# THE PROBLEM
What you return should be each line of the data containing the string "callbacks".

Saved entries
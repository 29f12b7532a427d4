use std::sync::atomic::{AtomicBool, Ordering};
use std::sync::Arc;
use std::time::Duration;
use crossbeam_channel::{unbounded, Receiver, RecvTimeoutError, Sender};
use crate::core::synth::Synth;
use super::SynthMessage;

const POLL_INTERVAL: Duration = Duration::from_millis(20);
const MAX_BATCH: usize = 64;

/// MessageBus carries note and controller messages from input callbacks to the synth
pub struct MessageBus {
    sender: Sender<SynthMessage>,
    receiver: Receiver<SynthMessage>,
    synth: Arc<Synth>,
}

impl MessageBus {
    /// Create a new message bus connected to the synth engine
    pub fn new(synth: Arc<Synth>) -> Self {
        let (sender, receiver) = unbounded();

        MessageBus {
            sender,
            receiver,
            synth,
        }
    }

    /// Get a sender that can be cloned and moved into input callbacks
    pub fn sender(&self) -> Sender<SynthMessage> {
        self.sender.clone()
    }

    /// Process pending messages, at most `max_messages` of them. Returns how many were handled.
    pub fn process_messages(&self, max_messages: usize) -> usize {
        let mut count = 0;

        while count < max_messages {
            let Ok(msg) = self.receiver.try_recv() else {
                break;
            };
            count += 1;

            self.handle_message(msg);
        }

        count
    }

    /// Handles messages until `running` is cleared.
    pub fn run_until(&self, running: &AtomicBool) {
        while running.load(Ordering::Acquire) {
            match self.receiver.recv_timeout(POLL_INTERVAL) {
                Ok(msg) => {
                    self.handle_message(msg);
                    self.process_messages(MAX_BATCH);
                },
                Err(RecvTimeoutError::Timeout) => {},
                Err(RecvTimeoutError::Disconnected) => break,
            }
        }
    }

    fn handle_message(&self, msg: SynthMessage) {
        match msg {
            SynthMessage::NoteOn { note, velocity, channel } => {
                self.synth.note_on(note, velocity, channel);
            },
            SynthMessage::NoteOff { note, channel } => {
                log::trace!("note off {} on channel {}", note, channel);
                self.synth.note_off(note);
            },
            SynthMessage::ControlChange { channel, controller, value } => {
                self.synth.control_change(channel, controller, value);
            },
            SynthMessage::AllNotesOff => {
                self.synth.all_notes_off();
            },
        }
    }
}

#[cfg(test)]
mod tests {
    use super::*;
    use std::thread;

    #[test]
    fn test_process_messages_applies_to_synth() {
        let synth = Arc::new(Synth::new(44100));
        let bus = MessageBus::new(Arc::clone(&synth));
        let sender = bus.sender();

        sender.send(SynthMessage::NoteOn { note: 60, velocity: 100, channel: 0 }).unwrap();
        sender.send(SynthMessage::NoteOn { note: 36, velocity: 100, channel: 9 }).unwrap();
        sender.send(SynthMessage::ControlChange { channel: 0, controller: 7, value: 127 }).unwrap();

        assert_eq!(bus.process_messages(16), 3);
        assert_eq!(synth.voice_count(), 2);
        assert_eq!(synth.channel(0).unwrap().snapshot().volume, 1.0);

        sender.send(SynthMessage::NoteOff { note: 60, channel: 0 }).unwrap();
        sender.send(SynthMessage::AllNotesOff).unwrap();
        bus.process_messages(16);
        assert_eq!(synth.voice_count(), 0);
    }

    #[test]
    fn test_process_messages_respects_limit() {
        let synth = Arc::new(Synth::new(44100));
        let bus = MessageBus::new(Arc::clone(&synth));
        for note in 40..50 {
            bus.sender().send(SynthMessage::NoteOn { note, velocity: 90, channel: 9 }).unwrap();
        }

        assert_eq!(bus.process_messages(4), 4);
        assert_eq!(synth.voice_count(), 4);
        assert_eq!(bus.process_messages(100), 6);
        assert_eq!(synth.voice_count(), 10);
    }

    #[test]
    fn test_run_until_stops_when_flag_clears() {
        let synth = Arc::new(Synth::new(44100));
        let bus = MessageBus::new(Arc::clone(&synth));
        let sender = bus.sender();
        let running = Arc::new(AtomicBool::new(true));

        let worker = {
            let running = Arc::clone(&running);
            thread::spawn(move || bus.run_until(&running))
        };

        sender.send(SynthMessage::NoteOn { note: 36, velocity: 100, channel: 9 }).unwrap();
        while synth.voice_count() == 0 {
            thread::sleep(Duration::from_millis(1));
        }
        running.store(false, Ordering::Release);
        worker.join().unwrap();

        assert_eq!(synth.voice_count(), 1);
    }
}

# OUTPUT OF THE EXERCISE
/// MessageBus carries note and controller messages from input callbacks to the synth
    /// Get a sender that can be cloned and moved into input callbacks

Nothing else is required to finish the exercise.